*** MATERIALS PROVIDED

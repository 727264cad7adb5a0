//! Placeholder expressions: `["!"] name ["?" pattern]`

use std::fmt;

/// The parsed body of a `${...}` placeholder
#[derive(Debug, Clone, Copy, PartialEq, Eq)]
pub struct Expression<'a> {
    /// Text between `${` and the matching `}`, untouched
    pub raw: &'a str,
    /// Trimmed name with any leading `!` removed
    pub name: &'a str,
    /// True when the name was prefixed with `!`
    pub invert: bool,
    /// Sub-template after the first `?`, not yet expanded
    pub pattern: Option<&'a str>,
}

impl<'a> Expression<'a> {
    /// Split raw placeholder text into name, negation and pattern.
    ///
    /// A `?` in first position does not start a pattern; it stays part of
    /// the name.
    pub fn parse(raw: &'a str) -> Self {
        let (name, pattern) = match raw.find('?') {
            Some(pos) if pos > 0 => (trim_control(&raw[..pos]), Some(&raw[pos + 1..])),
            _ => (trim_control(raw), None),
        };

        let (name, invert) = match name.strip_prefix('!') {
            Some(rest) => (trim_control(rest), true),
            None => (name, false),
        };

        Self {
            raw,
            name,
            invert,
            pattern,
        }
    }

    pub fn is_conditional(&self) -> bool {
        self.pattern.is_some()
    }

    /// Byte offset of the pattern within `raw`
    pub fn pattern_offset(&self) -> Option<usize> {
        self.pattern.map(|p| self.raw.len() - p.len())
    }

    /// Whether a conditional placeholder takes its pattern for `replacement`.
    ///
    /// Non-empty means true; `!` flips the decision.
    pub fn takes_pattern(&self, replacement: &str) -> bool {
        self.invert == replacement.is_empty()
    }
}

/// Strip spaces and ASCII control characters; other Unicode whitespace stays
fn trim_control(s: &str) -> &str {
    s.trim_matches(|c: char| c <= ' ')
}

/// Renders the placeholder back in its source form, `${raw}`
impl fmt::Display for Expression<'_> {
    fn fmt(&self, f: &mut fmt::Formatter<'_>) -> fmt::Result {
        write!(f, "${{{}}}", self.raw)
    }
}
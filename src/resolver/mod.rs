//! Name resolvers
//!
//! A [`Resolver`] maps a placeholder name to its replacement text, or to
//! `None` when it has no mapping. `Some("")` is a real value: it selects the
//! empty branch of a conditional placeholder instead of leaving the
//! placeholder untouched.
//!
//! Four sources are provided: configuration keys ([`ConfigResolver`]),
//! positional arguments ([`ArgsResolver`]), object fields ([`ObjectResolver`])
//! and string-keyed maps ([`MapResolver`]). Any `Fn(&str) -> Option<String>`
//! closure is a resolver too.

mod args;
mod config;
mod map;
mod object;

pub use args::ArgsResolver;
pub use config::ConfigResolver;
pub use map::MapResolver;
pub use object::{Navigable, ObjectResolver};

/// Maps a placeholder name to replacement text
pub trait Resolver {
    fn resolve(&self, name: &str) -> Option<String>;
}

impl<F> Resolver for F
where
    F: Fn(&str) -> Option<String>,
{
    fn resolve(&self, name: &str) -> Option<String> {
        self(name)
    }
}

/// Parse a placeholder name as a positional index, as `i32` text
pub(crate) fn parse_index(name: &str) -> Option<i32> {
    name.parse::<i32>().ok()
}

******

■ ACTIVITY
Stop after the line containing "flips the decision.": print exactly the lines from the start of the entries above up to it, that line included.

■ ANSWER TO THIS EXERCISE
repository 727264cad7adb5a0
//! Placeholder expressions: `["!"] name ["?" pattern]`

use std::fmt;

/// The parsed body of a `${...}` placeholder
#[derive(Debug, Clone, Copy, PartialEq, Eq)]
pub struct Expression<'a> {
    /// Text between `${` and the matching `}`, untouched
    pub raw: &'a str,
    /// Trimmed name with any leading `!` removed
    pub name: &'a str,
    /// True when the name was prefixed with `!`
    pub invert: bool,
    /// Sub-template after the first `?`, not yet expanded
    pub pattern: Option<&'a str>,
}

impl<'a> Expression<'a> {
    /// Split raw placeholder text into name, negation and pattern.
    ///
    /// A `?` in first position does not start a pattern; it stays part of
    /// the name.
    pub fn parse(raw: &'a str) -> Self {
        let (name, pattern) = match raw.find('?') {
            Some(pos) if pos > 0 => (trim_control(&raw[..pos]), Some(&raw[pos + 1..])),
            _ => (trim_control(raw), None),
        };

        let (name, invert) = match name.strip_prefix('!') {
            Some(rest) => (trim_control(rest), true),
            None => (name, false),
        };

        Self {
            raw,
            name,
            invert,
            pattern,
        }
    }

    pub fn is_conditional(&self) -> bool {
        self.pattern.is_some()
    }

    /// Byte offset of the pattern within `raw`
    pub fn pattern_offset(&self) -> Option<usize> {
        self.pattern.map(|p| self.raw.len() - p.len())
    }

    /// Whether a conditional placeholder takes its pattern for `replacement`.
    ///
    /// Non-empty means true; `!` flips the decision.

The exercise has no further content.